Re: [PATCH 0/7] mv_xor: Cleanups and improvements

Ezequiel Garcia <ezequiel.garcia@xxxxxxxxxxxxxxxxxx> · Tue, 16 Sep 2014 09:10:26 +0100

Hi Emilio,

On 12 Sep 08:52 PM, Emilio López wrote:
> El 27/08/14 a las 10:52, Ezequiel Garcia escibió:
> >Hi everyone,
> >
> >This series is the result of Lior Amsalem's nice work to improve the mv_xor
> >engine. The most interesting patches are:
> >
> >   * Patch 2, which reduces code duplication by implementing the DMA_MEMCPY
> >     in terms of a DMA_XOR.
> >
> >     This not only simplifies the driver, but also improves performance.
> >     The controller is now able to put DMA_MEMCPY and DMA_XOR transactions
> >     in the same chain, given they are both handled as XOR commands.
> 
> What happens if that is not the case? In other words, if you're only issuing
> memcpy transactions, is the throughput better, the same, or worse when
> compared to the old code? An easy test for this could be dmatest doing
> memcpy (don't forget to turn verify off)
> 

No, I haven't done much performance measurements with memcpy alone.

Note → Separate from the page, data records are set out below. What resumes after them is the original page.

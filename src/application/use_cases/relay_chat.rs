use std::sync::Arc;
use std::time::Instant;

use tracing::{debug, info, warn};

use crate::application::ChatProvider;
use crate::domain::{DomainError, Message, Transcript};

/// Forwards a caller-supplied transcript to the configured provider and
/// returns the assistant reply. Stateless: every call carries the full
/// transcript.
pub struct RelayChatUseCase {
    provider: Arc<dyn ChatProvider>,
}

impl RelayChatUseCase {
    pub fn new(provider: Arc<dyn ChatProvider>) -> Self {
        Self { provider }
    }

    pub async fn execute(&self, messages: Vec<Message>) -> Result<String, DomainError> {
        let transcript = Transcript::new(messages)?;

        info!(
            "Relaying transcript of {} message(s) to {}",
            transcript.len(),
            self.provider.name()
        );
        debug!("Transcript received: {:?}", transcript.messages());

        let start_time = Instant::now();
        let reply = self.provider.reply(&transcript).await;
        let elapsed = start_time.elapsed();

        match &reply {
            Ok(text) => info!(
                "Provider {} replied with {} chars in {:.2?}",
                self.provider.name(),
                text.len(),
                elapsed
            ),
            Err(e) => warn!(
                "Provider {} failed after {:.2?}: {}",
                self.provider.name(),
                elapsed,
                e
            ),
        }

        reply
    }

    pub fn ensure_configured(&self) -> Result<(), DomainError> {
        self.provider.ensure_configured()
    }

    pub fn provider_name(&self) -> &str {
        self.provider.name()
    }
}

#[cfg(test)]
mod tests {
    use super::*;
    use async_trait::async_trait;
    use std::sync::atomic::{AtomicUsize, Ordering};

    struct CountingProvider {
        calls: AtomicUsize,
    }

    #[async_trait]
    impl ChatProvider for CountingProvider {
        async fn reply(&self, transcript: &Transcript) -> Result<String, DomainError> {
            self.calls.fetch_add(1, Ordering::SeqCst);
            Ok(format!("seen {}", transcript.len()))
        }

        fn name(&self) -> &str {
            "counting"
        }
    }

    #[tokio::test]
    async fn test_empty_transcript_never_reaches_provider() {
        let provider = Arc::new(CountingProvider {
            calls: AtomicUsize::new(0),
        });
        let use_case = RelayChatUseCase::new(provider.clone());

        let err = use_case.execute(vec![]).await.unwrap_err();

        assert!(err.is_client_error());
        assert_eq!(provider.calls.load(Ordering::SeqCst), 0);
    }

    #[tokio::test]
    async fn test_reply_is_passed_through() {
        let provider = Arc::new(CountingProvider {
            calls: AtomicUsize::new(0),
        });
        let use_case = RelayChatUseCase::new(provider.clone());

        let reply = use_case
            .execute(vec![Message::system("sys"), Message::user("Hi")])
            .await
            .unwrap();

        assert_eq!(reply, "seen 2");
        assert_eq!(provider.calls.load(Ordering::SeqCst), 1);
        assert_eq!(use_case.provider_name(), "counting");
    }
}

> In relation to that, what's the Real World(tm) use case for these
> operations? Is it common to have them interleaved? It may be worth
> considering this and documenting it on the commit messages when doing these
> sorts of optimizations.
> 

The sole user of the XOR DMAengine is the async_tx API, which in turn is only
used by the RAID stack. This is the Real World use case, and it's the use case
these patches optimize.

Maybe it would be worth doing some more detailed performance measurements,
and add them to the commit logs.

On the other side, the code cleanup and the diffstat speak for itself,
and I can't see much chances of a performance regression.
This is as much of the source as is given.